Леша, как он представился, мужчина лет сорока пяти, вел себя как ребенок, капризы которого обязаны исполнять все и немедленно. Он не в первый раз оказался в «коммерческой» палате. Кажется, около года назад его здесь прооперировали, теперь надо было что-то перепроверить. Сам собой он ничего не представлял, даже временно и не работал вовсе. Зато его супруга несла на себе груз обязанностей зав. производством одного из самых известных московских ресторанов. Соображаете, какой все подобранный народ и все из одной кассеты - из сферы торговли и общественного питания. Почему бы это? Оперировал Лешу, разумеется, кто? Да, сам проф. А. Вот и начнешь поневоле, словно в нечистотах, копаться в поисках ответа на вопрос: почему это профессор отвернулся от поэта Ал. Соболева?.. Додумайтесь, если охота.
Привыкшая, надо полагать, смело и умело распоряжаться в ресторане, зав. производством оного не меняла тона и в больнице. Глядя со стороны, можно было утверждать: и здесь ее слово — закон. Всесильная дама, помню, такими словами успокаивала свою хныкающую половину, повздорившую с врачом (Леша кричал на врача, тот что-то возражал, «альянс» даже не намечался, врач выскочил в сердцах из палаты): «Успокойся, Леша! А. завтра им даст!» Чувствуете? Она ни на минуту не сомневалась, что недоступный для Соболева профессор бросится в жаркий бой, защищая Лешу. В условном, незримом «поединке» за медицинское обслуживание ресторанная дама, конечно с туго набитым кошельком, одержала над автором «Бухенвальдского набата» блистательную победу. Профессор А. по моему слову никому ничего «не дал» бы! И сама я, в отличие от дамы из ресторана, вела себя с оглядкой, стараясь быть незаметной, стушевывалась, как могла. Самозакованность во имя спасения жизни Александра Владимировича, разве неясно? Только ради этого подставляла себя под удары, чтобы ни один из них не коснулся израненного тела и души моей родной «кошки» («кошки» — об этом потом).
А после Леши был Дото, грузин, литератор, как он представился. По совместительству - владелец то ли огромного мандаринового сада, то ли плантации.

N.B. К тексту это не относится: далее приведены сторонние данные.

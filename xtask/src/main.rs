use anyhow::Result;
use clap::{Parser, Subcommand};
use std::process::Command;

#[derive(Parser)]
#[command(name = "xtask")]
#[command(about = "Tasks for the project", long_about = None)]
struct Cli {
    #[command(subcommand)]
    command: Commands,
}

#[derive(Subcommand)]
enum Commands {
    /// Build the project
    Build,
    /// Run the workspace tests
    Test,
    /// Run the CLI, passing through any extra arguments
    Run {
        #[arg(trailing_var_arg = true, allow_hyphen_values = true)]
        args: Vec<String>,
    },
}

fn cargo(args: &[&str], what: &str) -> Result<()> {
    let status = Command::new("cargo").args(args).status()?;
    if !status.success() {
        anyhow::bail!("{what} failed");
    }
    Ok(())
}

fn main() -> Result<()> {
    let cli = Cli::parse();

    match &cli.command {
        Commands::Build => {
            println!("Building project...");
            cargo(&["build", "--workspace"], "Build")?;
        }
        Commands::Test => {
            println!("Testing workspace...");
            cargo(&["test", "--workspace"], "Test")?;
        }
        Commands::Run { args } => {
            println!("Running CLI...");
            let mut full = vec!["run", "-p", "ispflash-cli", "--"];
            full.extend(args.iter().map(String::as_str));
            cargo(&full, "Run")?;
        }
    }

    Ok(())
}
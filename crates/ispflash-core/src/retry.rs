//! Bounded retry with a fixed per-attempt delay.
//!
//! Used to poll device status: an attempt either succeeds, asks to be
//! retried, or aborts the poll outright.

use std::time::Duration;

use serde::{Deserialize, Serialize};
use tracing::trace;

/// Attempt budget and delay for one poll site.
#[derive(Debug, Clone, Copy, PartialEq, Eq, Serialize, Deserialize)]
#[serde(deny_unknown_fields)]
pub struct RetryPolicy {
    /// Maximum number of invocations of the operation.
    pub max_attempts: u32,
    /// Delay between failed attempts, in milliseconds.
    pub delay_ms: u64,
}

impl RetryPolicy {
    pub const fn new(max_attempts: u32, delay_ms: u64) -> Self {
        Self {
            max_attempts,
            delay_ms,
        }
    }

    pub fn delay(&self) -> Duration {
        Duration::from_millis(self.delay_ms)
    }
}

/// Failure of a single attempt.
#[derive(Debug, Clone, PartialEq, Eq)]
pub enum Attempt<E> {
    /// Not ready yet; try again after the delay.
    Retry(E),
    /// Terminal; stop without spending the rest of the budget.
    Abort(E),
}

/// Failure of the whole retry loop.
#[derive(Debug, Clone, PartialEq, Eq)]
pub enum RetryError<E> {
    /// Every attempt asked to be retried; carries the last error.
    Exhausted { attempts: u32, last: E },
    /// An attempt aborted on attempt number `attempt` (1-based).
    Aborted { attempt: u32, error: E },
}

/// Something that can block between attempts.
pub trait Wait {
    fn wait(&mut self, delay: Duration);
}

/// Run `op` against `ctx` until it succeeds, aborts, or the budget is spent.
///
/// `op` is invoked at most `policy.max_attempts` times (at least once), with
/// one `ctx.wait(policy.delay())` between consecutive attempts and none after
/// the last.
pub fn retry<C, T, E, F>(
    policy: &RetryPolicy,
    ctx: &mut C,
    mut op: F,
) -> Result<T, RetryError<E>>
where
    C: Wait + ?Sized,
    F: FnMut(&mut C) -> Result<T, Attempt<E>>,
{
    let max_attempts = policy.max_attempts.max(1);
    let mut attempt = 1;
    loop {
        match op(ctx) {
            Ok(value) => return Ok(value),
            Err(Attempt::Abort(error)) => return Err(RetryError::Aborted { attempt, error }),
            Err(Attempt::Retry(last)) => {
                if attempt >= max_attempts {
                    return Err(RetryError::Exhausted {
                        attempts: attempt,
                        last,
                    });
                }
                trace!(attempt, max_attempts, "Attempt failed, retrying");
                ctx.wait(policy.delay());
                attempt += 1;
            }
        }
    }
}

#[cfg(test)]
mod tests {
    use super::*;

    #[derive(Default)]
    struct Counter {
        calls: u32,
        waits: Vec<Duration>,
    }

    impl Wait for Counter {
        fn wait(&mut self, delay: Duration) {
            self.waits.push(delay);
        }
    }

    #[test]
    fn test_success_on_attempt_k() {
        let policy = RetryPolicy::new(10, 3);
        for k in 1..=10u32 {
            let mut ctx = Counter::default();
            let result: Result<u32, RetryError<&str>> = retry(&policy, &mut ctx, |c| {
                c.calls += 1;
                if c.calls == k {
                    Ok(c.calls)
                } else {
                    Err(Attempt::Retry("busy"))
                }
            });
            assert_eq!(result, Ok(k));
            assert_eq!(ctx.calls, k);
            assert_eq!(ctx.waits.len(), (k - 1) as usize);
        }
    }

    #[test]
    fn test_always_failing_spends_budget() {
        let policy = RetryPolicy::new(7, 3);
        let mut ctx = Counter::default();
        let result: Result<(), _> = retry(&policy, &mut ctx, |c| {
            c.calls += 1;
            Err(Attempt::Retry(c.calls))
        });
        assert_eq!(
            result,
            Err(RetryError::Exhausted {
                attempts: 7,
                last: 7
            })
        );
        assert_eq!(ctx.calls, 7);
        assert_eq!(ctx.waits, vec![Duration::from_millis(3); 6]);
    }

    #[test]
    fn test_abort_stops_immediately() {
        let policy = RetryPolicy::new(4200, 3);
        let mut ctx = Counter::default();
        let result: Result<(), _> = retry(&policy, &mut ctx, |c| {
            c.calls += 1;
            if c.calls < 3 {
                Err(Attempt::Retry("busy"))
            } else {
                Err(Attempt::Abort("failed"))
            }
        });
        assert_eq!(
            result,
            Err(RetryError::Aborted {
                attempt: 3,
                error: "failed"
            })
        );
        assert_eq!(ctx.calls, 3);
        assert_eq!(ctx.waits.len(), 2);
    }

    #[test]
    fn test_zero_budget_still_attempts_once() {
        let policy = RetryPolicy::new(0, 3);
        let mut ctx = Counter::default();
        let result: Result<(), _> = retry(&policy, &mut ctx, |c| {
            c.calls += 1;
            Err(Attempt::Retry(()))
        });
        assert!(matches!(result, Err(RetryError::Exhausted { attempts: 1, .. })));
        assert!(ctx.waits.is_empty());
    }
}
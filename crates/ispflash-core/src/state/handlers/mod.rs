//! Transfer step handlers - dispatch logic for each protocol family.
//!
//! This module is split into submodules by family:
//! - `opcode`: USB hub co-processor, opcode commands tunneled over USB
//! - `register`: I2C touchpad, register commands over a character device

pub(crate) mod opcode;
pub(crate) mod register;

use tracing::trace;

use crate::error::{Phase, UpdateError};
use crate::payload::Chunk;
use crate::protocol::{ProtocolFamily, StatusCheck, StatusExpectation, StatusReading, classify};
use crate::retry::{Attempt, RetryError, RetryPolicy, retry};
use crate::session::DeviceSession;
use crate::state::machine::TransferContext;
use crate::transport::{Transport, TransportError};

/// Failure of a single status poll attempt.
enum PollFailure {
    Pending(StatusReading),
    Failed(UpdateError),
}

impl PollFailure {
    fn into_error(self, phase: Phase, attempts: u32) -> UpdateError {
        match self {
            PollFailure::Pending(reading) => UpdateError::TimeoutExhausted {
                phase,
                attempts,
                last_status: Some(reading.value()),
            },
            PollFailure::Failed(err) => err,
        }
    }
}

/// Error for a response shorter than its decoder needs.
pub(crate) fn short_read(phase: Phase, expected: usize, actual: usize) -> UpdateError {
    UpdateError::transport(phase, TransportError::ShortTransfer { expected, actual })
}

/// Read one status value in the session's family.
pub(crate) fn read_status<T: Transport>(
    session: &mut DeviceSession<T>,
    phase: Phase,
) -> Result<StatusReading, UpdateError> {
    match session.family() {
        ProtocolFamily::Opcode => opcode::read_status(session, phase),
        ProtocolFamily::Register => register::read_status(session, phase),
    }
}

/// Poll status until it satisfies `expectation`.
///
/// Transport failures and device faults end the poll at once; only a
/// pending status spends the budget.
pub(crate) fn poll_status<T: Transport>(
    session: &mut DeviceSession<T>,
    phase: Phase,
    expectation: StatusExpectation,
    policy: RetryPolicy,
) -> Result<StatusReading, UpdateError> {
    let outcome = retry(&policy, session, |session| {
        let reading =
            read_status(session, phase).map_err(|e| Attempt::Abort(PollFailure::Failed(e)))?;
        match classify(reading, expectation) {
            StatusCheck::Ready => Ok(reading),
            StatusCheck::Pending => {
                trace!(phase = %phase, status = %reading, "Device busy");
                Err(Attempt::Retry(PollFailure::Pending(reading)))
            }
            StatusCheck::Fault(fault) => Err(Attempt::Abort(PollFailure::Failed(
                UpdateError::ProtocolStatus {
                    phase,
                    status: reading.value(),
                    address: session.address(),
                    fault,
                },
            ))),
        }
    });

    outcome.map_err(|err| match err {
        RetryError::Exhausted { attempts, last } => last.into_error(phase, attempts),
        RetryError::Aborted { attempt, error } => error.into_error(phase, attempt),
    })
}

/// Leave normal mode.
pub(crate) fn detach<T: Transport>(session: &mut DeviceSession<T>) -> Result<(), UpdateError> {
    match session.family() {
        ProtocolFamily::Opcode => opcode::detach(session),
        ProtocolFamily::Register => register::detach(session),
    }
}

/// Return to normal mode.
pub(crate) fn attach<T: Transport>(session: &mut DeviceSession<T>) -> Result<(), UpdateError> {
    match session.family() {
        ProtocolFamily::Opcode => opcode::attach(session),
        ProtocolFamily::Register => register::attach(session),
    }
}

/// `Idle -> Unlocked`.
pub(crate) fn enable_isp<T: Transport>(session: &mut DeviceSession<T>) -> Result<(), UpdateError> {
    match session.family() {
        ProtocolFamily::Opcode => opcode::enable_isp(session),
        ProtocolFamily::Register => register::enable_isp(session),
    }
}

/// `Unlocked -> IdentityVerified`.
pub(crate) fn verify_identity<T: Transport>(
    session: &mut DeviceSession<T>,
    ctx: &TransferContext<'_>,
) -> Result<(), UpdateError> {
    match session.family() {
        ProtocolFamily::Opcode => opcode::verify_identity(session, ctx.image),
        ProtocolFamily::Register => register::verify_identity(session, ctx.image),
    }
}

/// `IdentityVerified -> Streaming`.
pub(crate) fn begin_streaming<T: Transport>(
    session: &mut DeviceSession<T>,
) -> Result<(), UpdateError> {
    match session.family() {
        ProtocolFamily::Opcode => opcode::begin_streaming(session),
        ProtocolFamily::Register => Ok(()),
    }
}

/// Write one block, status-acknowledged.
pub(crate) fn write_chunk<T: Transport>(
    session: &mut DeviceSession<T>,
    ctx: &mut TransferContext<'_>,
    chunk: &Chunk<'_>,
) -> Result<(), UpdateError> {
    match session.family() {
        ProtocolFamily::Opcode => opcode::write_chunk(session, chunk),
        ProtocolFamily::Register => register::write_chunk(session, ctx, chunk),
    }
}

/// `Streaming -> Committed`.
pub(crate) fn commit<T: Transport>(
    session: &mut DeviceSession<T>,
    ctx: &TransferContext<'_>,
) -> Result<(), UpdateError> {
    match session.family() {
        ProtocolFamily::Opcode => opcode::commit(session),
        ProtocolFamily::Register => register::commit(session, ctx),
    }
}

/// `Committed -> Exited`.
pub(crate) fn exit_update<T: Transport>(session: &mut DeviceSession<T>) -> Result<(), UpdateError> {
    match session.family() {
        ProtocolFamily::Opcode => opcode::exit_update(session),
        ProtocolFamily::Register => Ok(()),
    }
}
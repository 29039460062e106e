//! Transfer state machine.
//!
//! Drives one update through
//! `Idle -> Unlocked -> IdentityVerified -> Streaming -> Committed -> Exited`.
//! Any failure moves it to `Aborted`; a later run restarts from `Idle`.

use std::fmt;

use tracing::{info, instrument};

use super::handlers;
use crate::error::UpdateError;
use crate::events::UpdateEvent;
use crate::payload::{Chunks, FirmwareError, FirmwareImage};
use crate::session::DeviceSession;
use crate::transport::Transport;

/// Position of a transfer.
#[derive(Debug, Clone, Copy, PartialEq, Eq, Default)]
pub enum TransferState {
    #[default]
    Idle,
    /// ISP enabled.
    Unlocked,
    /// Device accepted the image identity.
    IdentityVerified,
    /// Blocks are being written.
    Streaming,
    /// Finish acknowledged.
    Committed,
    /// Update mode left; terminal on success.
    Exited,
    /// Terminal on failure.
    Aborted,
}

impl fmt::Display for TransferState {
    fn fmt(&self, f: &mut fmt::Formatter<'_>) -> fmt::Result {
        match self {
            TransferState::Idle => write!(f, "IDLE"),
            TransferState::Unlocked => write!(f, "UNLOCKED"),
            TransferState::IdentityVerified => write!(f, "IDENTITY_VERIFIED"),
            TransferState::Streaming => write!(f, "STREAMING"),
            TransferState::Committed => write!(f, "COMMITTED"),
            TransferState::Exited => write!(f, "EXITED"),
            TransferState::Aborted => write!(f, "ABORTED"),
        }
    }
}

impl TransferState {
    pub fn is_terminal(&self) -> bool {
        matches!(self, TransferState::Exited | TransferState::Aborted)
    }
}

/// Runtime state shared with the family handlers.
#[derive(Debug)]
pub struct TransferContext<'a> {
    /// Image being written.
    pub image: &'a FirmwareImage,
    /// Blocks from the image's IAP address.
    pub chunks: Chunks<'a>,
    /// Current state.
    pub state: TransferState,
    /// Wrapping sum of the checksums of the blocks written so far.
    pub checksum: u16,
}

impl<'a> TransferContext<'a> {
    /// Transition to a new state.
    pub fn goto_state<T: Transport>(
        &mut self,
        new_state: TransferState,
        session: &DeviceSession<T>,
    ) {
        info!(from = %self.state, to = %new_state, "State transition");
        session.emit(UpdateEvent::PhaseChanged {
            from: self.state,
            to: new_state,
        });
        self.state = new_state;
    }
}

/// Orchestrates one firmware transfer inside an already-entered mode lock.
#[derive(Debug)]
pub struct TransferStateMachine<'a> {
    ctx: TransferContext<'a>,
}

impl<'a> TransferStateMachine<'a> {
    /// Prepare a transfer of `image` in blocks of `block_size`.
    ///
    /// Fails before any device contact if the image cannot be chunked.
    pub fn new(image: &'a FirmwareImage, block_size: usize) -> Result<Self, FirmwareError> {
        let chunks = image.chunks(image.iap_address(), block_size)?;
        Ok(Self {
            ctx: TransferContext {
                image,
                chunks,
                state: TransferState::Idle,
                checksum: 0,
            },
        })
    }

    pub fn state(&self) -> TransferState {
        self.ctx.state
    }

    /// Number of blocks the transfer writes.
    pub fn total_chunks(&self) -> usize {
        self.ctx.chunks.total()
    }

    /// Run the transfer to `Exited` or `Aborted`.
    #[instrument(
        skip_all,
        fields(start = self.ctx.image.iap_address(), chunks = self.ctx.chunks.total())
    )]
    pub fn run<T: Transport>(&mut self, session: &mut DeviceSession<T>) -> Result<(), UpdateError> {
        if self.ctx.state.is_terminal() {
            self.ctx.goto_state(TransferState::Idle, session);
        }
        self.ctx.checksum = 0;
        session.set_address(None);

        match self.drive(session) {
            Ok(()) => Ok(()),
            Err(err) => {
                self.ctx.goto_state(TransferState::Aborted, session);
                session.emit(UpdateEvent::Aborted {
                    phase: err.phase(),
                    message: err.to_string(),
                });
                Err(err)
            }
        }
    }

    fn drive<T: Transport>(&mut self, session: &mut DeviceSession<T>) -> Result<(), UpdateError> {
        loop {
            match self.ctx.state {
                TransferState::Idle => {
                    handlers::enable_isp(session)?;
                    self.ctx.goto_state(TransferState::Unlocked, session);
                }
                TransferState::Unlocked => {
                    handlers::verify_identity(session, &self.ctx)?;
                    self.ctx.goto_state(TransferState::IdentityVerified, session);
                }
                TransferState::IdentityVerified => {
                    handlers::begin_streaming(session)?;
                    self.ctx.goto_state(TransferState::Streaming, session);
                    self.stream(session)?;
                }
                TransferState::Streaming => {
                    handlers::commit(session, &self.ctx)?;
                    self.ctx.goto_state(TransferState::Committed, session);
                }
                TransferState::Committed => {
                    handlers::exit_update(session)?;
                    self.ctx.goto_state(TransferState::Exited, session);
                }
                TransferState::Exited => return Ok(()),
                TransferState::Aborted => {
                    self.ctx.goto_state(TransferState::Idle, session);
                }
            }
        }
    }

    fn stream<T: Transport>(&mut self, session: &mut DeviceSession<T>) -> Result<(), UpdateError> {
        let chunks = self.ctx.chunks;
        let last = chunks.total().saturating_sub(1);
        for chunk in chunks.iter() {
            session.set_address(Some(chunk.address));
            handlers::write_chunk(session, &mut self.ctx, &chunk)?;
            session.emit(UpdateEvent::Progress {
                current: chunk.index,
                total: last,
            });
        }
        session.set_address(None);
        Ok(())
    }
}
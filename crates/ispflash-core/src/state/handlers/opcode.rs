//! Hub co-processor handlers (detach, ISP enable, identity, streaming, attach).
//!
//! Every command goes to the foreground controller except the detach
//! request, and every write is followed by the fixed send delay.

use tracing::{debug, info};

use super::{poll_status, short_read};
use crate::error::{Phase, UpdateError};
use crate::lock::Mode;
use crate::payload::{Chunk, FirmwareImage};
use crate::protocol::codec::encode_begin_update;
use crate::protocol::constants::*;
use crate::protocol::status::decode_opcode_version;
use crate::protocol::{Command, IdentityRequest, StatusExpectation, StatusFault, StatusReading};
use crate::session::DeviceSession;
use crate::transport::Transport;

/// Identity bytes that fit one ISP packet after the command byte.
const MAX_IDENTITY_LEN: usize = ISP_PACKET_SIZE - 1;

fn foreground(payload: &[u8]) -> Command<'_> {
    Command::opcode(UC_FOREGROUND_SLAVE_ADDR, UC_FOREGROUND_OPCODE, payload)
}

fn status_register() -> Command<'static> {
    Command::opcode(UC_FOREGROUND_SLAVE_ADDR, UC_STATUS_SUB_ADDR, &[])
}

/// Wait out the ISP status. Only the terminal code stops the poll; detach
/// confirmation is the one site that needs `STATUS_ACCEPTED`.
fn poll_ready<T: Transport>(
    session: &mut DeviceSession<T>,
    phase: Phase,
) -> Result<StatusReading, UpdateError> {
    let policy = session.config().status_policy();
    poll_status(session, phase, StatusExpectation::NotRejected, policy)
}

pub(crate) fn read_status<T: Transport>(
    session: &mut DeviceSession<T>,
    phase: Phase,
) -> Result<StatusReading, UpdateError> {
    let data = session.read_bytes(phase, &status_register(), 1)?;
    StatusReading::from_byte_response(&data).ok_or_else(|| short_read(phase, 1, data.len()))
}

pub(crate) fn detach<T: Transport>(session: &mut DeviceSession<T>) -> Result<(), UpdateError> {
    let request = Command::opcode(UC_DETACH_SLAVE_ADDR, UC_DETACH_SUB_ADDR, &[CMD_DETACH]);
    session.write_command(Phase::Detach, &request, I2C_DELAY_AFTER_SEND)?;

    let policy = session.config().detach_policy();
    poll_status(session, Phase::Detach, StatusExpectation::Accepted, policy)?;
    session.set_mode(Mode::ForegroundUnlocked);
    Ok(())
}

pub(crate) fn attach<T: Transport>(session: &mut DeviceSession<T>) -> Result<(), UpdateError> {
    session.write_command(Phase::Attach, &foreground(&[CMD_ATTACH]), I2C_DELAY_AFTER_SEND)?;
    session.set_mode(Mode::Normal);
    Ok(())
}

/// Ask the foreground controller for its firmware version.
pub(crate) fn read_version<T: Transport>(
    session: &mut DeviceSession<T>,
) -> Result<String, UpdateError> {
    let phase = Phase::ReadVersion;
    session.write_command(phase, &foreground(&[CMD_READ_VERSION]), I2C_DELAY_AFTER_SEND)?;
    session.settle(VERSION_RESPONSE_DELAY);

    let response = Command::opcode(UC_FOREGROUND_SLAVE_ADDR, UC_VERSION_SUB_ADDR, &[]);
    let data = session.read_bytes(phase, &response, VERSION_RESPONSE_LEN)?;
    decode_opcode_version(&data).ok_or_else(|| short_read(phase, VERSION_RESPONSE_LEN, data.len()))
}

pub(crate) fn enable_isp<T: Transport>(session: &mut DeviceSession<T>) -> Result<(), UpdateError> {
    session.write_command(
        Phase::EnableIsp,
        &foreground(&[CMD_ENABLE_ISP, 0x01]),
        I2C_DELAY_AFTER_SEND,
    )?;
    poll_ready(session, Phase::EnableIsp)?;
    Ok(())
}

/// The device names a span of the image; echoing it back proves the image
/// belongs to this device.
pub(crate) fn verify_identity<T: Transport>(
    session: &mut DeviceSession<T>,
    image: &FirmwareImage,
) -> Result<(), UpdateError> {
    let phase = Phase::VerifyIdentity;
    session.write_command(
        phase,
        &foreground(&[CMD_REQUEST_IDENTITY, 0x01]),
        I2C_DELAY_AFTER_SEND,
    )?;
    session.settle(IDENTITY_RESPONSE_DELAY);

    let data = session.read_bytes(phase, &status_register(), IDENTITY_RESPONSE_LEN)?;
    let request = IdentityRequest::from_bytes(&data)
        .ok_or_else(|| short_read(phase, IDENTITY_RESPONSE_LEN, data.len()))?;
    if request.status != STATUS_ACCEPTED {
        return Err(UpdateError::ProtocolStatus {
            phase,
            status: request.status as u16,
            address: None,
            fault: StatusFault::NotAccepted,
        });
    }

    let address = request.address as usize;
    let length = request.length as usize;
    debug!(address = %format!("0x{:X}", address), length, "Identity requested");
    let identity = image
        .slice(address, length)
        .filter(|id| id.len() <= MAX_IDENTITY_LEN)
        .ok_or(UpdateError::ProtocolStatus {
            phase,
            status: request.status as u16,
            address: Some(address),
            fault: StatusFault::IdentityOutOfRange { length },
        })?;

    let mut payload = Vec::with_capacity(identity.len() + 1);
    payload.push(CMD_VERIFY_IDENTITY);
    payload.extend_from_slice(identity);
    session.write_command(phase, &foreground(&payload), I2C_DELAY_AFTER_SEND)?;
    poll_ready(session, phase)?;
    Ok(())
}

pub(crate) fn begin_streaming<T: Transport>(
    session: &mut DeviceSession<T>,
) -> Result<(), UpdateError> {
    let block_size = session.config().block_size();
    session.write_command(
        Phase::Streaming,
        &foreground(&encode_begin_update(block_size)),
        I2C_DELAY_AFTER_SEND,
    )?;
    info!(block_size, "Background update started");
    session.set_mode(Mode::BackgroundUpdate);
    Ok(())
}

pub(crate) fn write_chunk<T: Transport>(
    session: &mut DeviceSession<T>,
    chunk: &Chunk<'_>,
) -> Result<(), UpdateError> {
    poll_ready(session, Phase::Streaming)?;
    let data = Command::opcode(
        UC_FOREGROUND_SLAVE_ADDR,
        UC_FOREGROUND_ISP_DATA_OPCODE,
        chunk.data,
    );
    session.write_command(Phase::Streaming, &data, I2C_DELAY_AFTER_SEND)
}

pub(crate) fn commit<T: Transport>(session: &mut DeviceSession<T>) -> Result<(), UpdateError> {
    poll_ready(session, Phase::Commit)?;
    session.write_command(
        Phase::Commit,
        &foreground(&[CMD_FINISH_UPDATE]),
        I2C_DELAY_AFTER_SEND,
    )
}

pub(crate) fn exit_update<T: Transport>(session: &mut DeviceSession<T>) -> Result<(), UpdateError> {
    poll_ready(session, Phase::ExitUpdate)?;
    session.write_command(
        Phase::ExitUpdate,
        &foreground(&[CMD_EXIT_BACKGROUND]),
        I2C_DELAY_AFTER_SEND,
    )?;
    session.set_mode(Mode::ForegroundUnlocked);
    Ok(())
}
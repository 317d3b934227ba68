use std::sync::atomic::{AtomicBool, Ordering};
use std::sync::Arc;
use std::thread::{self, JoinHandle};
use std::time::Duration;

use crossbeam_channel::{bounded, Receiver, RecvTimeoutError, Sender};

use crate::common::{PageId, QuarryError, Result, PAGE_SIZE};

use super::DiskManager;

type PageBuf = Box<[u8; PAGE_SIZE]>;

/// A disk I/O request processed by the scheduler's worker thread. Buffers
/// are owned by the request and travel back through the reply channel.
enum DiskRequest {
    Read {
        page_id: PageId,
        reply: Sender<Result<PageBuf>>,
    },
    Write {
        page_id: PageId,
        data: PageBuf,
        reply: Sender<Result<()>>,
    },
}

/// DiskScheduler funnels page I/O through a background worker thread fed by
/// a bounded channel. The `*_sync` wrappers block the caller until the
/// request completes, so the buffer pool sees ordinary synchronous I/O.
pub struct DiskScheduler {
    disk_manager: Arc<DiskManager>,
    request_sender: Sender<DiskRequest>,
    shutdown: Arc<AtomicBool>,
    worker_handle: Option<JoinHandle<()>>,
}

impl DiskScheduler {
    pub fn new(disk_manager: Arc<DiskManager>) -> Self {
        let (sender, receiver) = bounded::<DiskRequest>(128);
        let shutdown = Arc::new(AtomicBool::new(false));

        let dm = Arc::clone(&disk_manager);
        let shutdown_flag = Arc::clone(&shutdown);
        let worker_handle = thread::spawn(move || {
            Self::worker_loop(dm, receiver, shutdown_flag);
        });

        Self {
            disk_manager,
            request_sender: sender,
            shutdown,
            worker_handle: Some(worker_handle),
        }
    }

    /// Reads a page through the worker, blocking until done.
    pub fn schedule_read_sync(&self, page_id: PageId, data: &mut [u8]) -> Result<()> {
        assert_eq!(data.len(), PAGE_SIZE);

        let (reply, done) = bounded(1);
        self.request_sender
            .send(DiskRequest::Read { page_id, reply })
            .map_err(|e| QuarryError::DiskScheduler(format!("failed to schedule read: {}", e)))?;

        let buf = done
            .recv()
            .map_err(|e| QuarryError::DiskScheduler(format!("read reply lost: {}", e)))??;
        data.copy_from_slice(&buf[..]);
        Ok(())
    }

    /// Writes a page through the worker, blocking until done.
    pub fn schedule_write_sync(&self, page_id: PageId, data: &[u8]) -> Result<()> {
        assert_eq!(data.len(), PAGE_SIZE);

        let mut buf: PageBuf = Box::new([0u8; PAGE_SIZE]);
        buf.copy_from_slice(data);

        let (reply, done) = bounded(1);
        self.request_sender
            .send(DiskRequest::Write {
                page_id,
                data: buf,
                reply,
            })
            .map_err(|e| QuarryError::DiskScheduler(format!("failed to schedule write: {}", e)))?;

        done.recv()
            .map_err(|e| QuarryError::DiskScheduler(format!("write reply lost: {}", e)))?
    }

    pub fn disk_manager(&self) -> &Arc<DiskManager> {
        &self.disk_manager
    }

    fn worker_loop(
        disk_manager: Arc<DiskManager>,
        receiver: Receiver<DiskRequest>,
        shutdown: Arc<AtomicBool>,
    ) {
        loop {
            if shutdown.load(Ordering::Relaxed) {
                // Drain whatever is still queued before exiting
                while let Ok(request) = receiver.try_recv() {
                    Self::process(&disk_manager, request);
                }
                break;
            }

            match receiver.recv_timeout(Duration::from_millis(100)) {
                Ok(request) => Self::process(&disk_manager, request),
                Err(RecvTimeoutError::Timeout) => {}
                Err(RecvTimeoutError::Disconnected) => break,
            }
        }
    }

    fn process(disk_manager: &DiskManager, request: DiskRequest) {
        match request {
            DiskRequest::Read { page_id, reply } => {
                let mut buf: PageBuf = Box::new([0u8; PAGE_SIZE]);
                let result = disk_manager
                    .read_page(page_id, &mut buf[..])
                    .map(|_| buf);
                let _ = reply.send(result);
            }
            DiskRequest::Write {
                page_id,
                data,
                reply,
            } => {
                let _ = reply.send(disk_manager.write_page(page_id, &data[..]));
            }
        }
    }
}

impl Drop for DiskScheduler {
    fn drop(&mut self) {
        self.shutdown.store(true, Ordering::SeqCst);
        if let Some(handle) = self.worker_handle.take() {
            let _ = handle.join();
        }
    }
}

Уж не для нас ли был разыгран спектакль подготовки его к операции, в котором участвовал он сам, приставленный к нему врач К. и хирург С. Дото для чего-то заверил нас, что оперировать его будет тоже С. Мы к этому факту отнеслись вполне равнодушно: какое нам дело, кто его будет оперировать?
Без всякого интереса, с полнейшим безразличием - своих забот хватало - смотрели мы, как под личным контролем хирурга С. Дото готовится к операции. И лишь тогда, когда его увезли на каталке в операционную, кто-то из любопытных больных, уже ходячих, сообщил, что к операционному столу встал Сам.
Не понимаю, зачем врачам - людям взрослым - понадобились все эти предоперационные уловки и ухищрения, адресованное нам дешевое представление - червячная возня? Разве что у проф. А. зашевелилось внезапно им же самим полузадушенное чувство совести, неловкости перед Соболевым? Так думала я тогда и, как станет ясно чуть ниже, - ошибалась.
Поразмышляйте и догадайтесь сами, какими путями попал в операционную именно этой больницы и опять же в руки проф. А. некий житель Грузии по имени Имери, торговый работник (очередные соседи по палате заполняли «анкету» без наших понуканий, добровольно и с хвастовством). Хвала Всевышнему, что поместили его в нашу палату за три дня до выписки Александра Владимировича, не то он доконал бы нас обоих. Сопровождавшие его в Москву жена и сын устроили в палате подобие временной стоянки цыганского кочевья: что-то поставили, что-то, как им удобно, повесили, что-то разостлали на полу - чувствовали себя, я вспоминала ресторанную даму, так же привольно.
Существуют ли на свете хирургические отделения, где на полу, возле коек в палатах - пространство-то небольшое, даже весьма ограниченное - находятся днем посторонние люди с улицы, они же ночуют здесь на собственных узлах и чемоданах, в верхней одежде и обуви?! И если таковых нет в природе сегодня, то в декабре 1983 г., в н-ской столичной больнице такое отделение было, жило, функционировало - запакощенная станция в захолустье, переполненная людьми и поклажей... В этой, без прикрас, вокзальной обстановке я опасалась самой прозаической заразы от какого-то тряпья, засаленных телогреек и грязных сапог...
Как, чем можно объяснить, что такую «стерильную» обстановку создали в палате, где лежал поэт Ал. Соболев? Не иначе как в знак подчеркнутого к нему уважения. И в доказательство собственного, самих высоких медиков, свинства.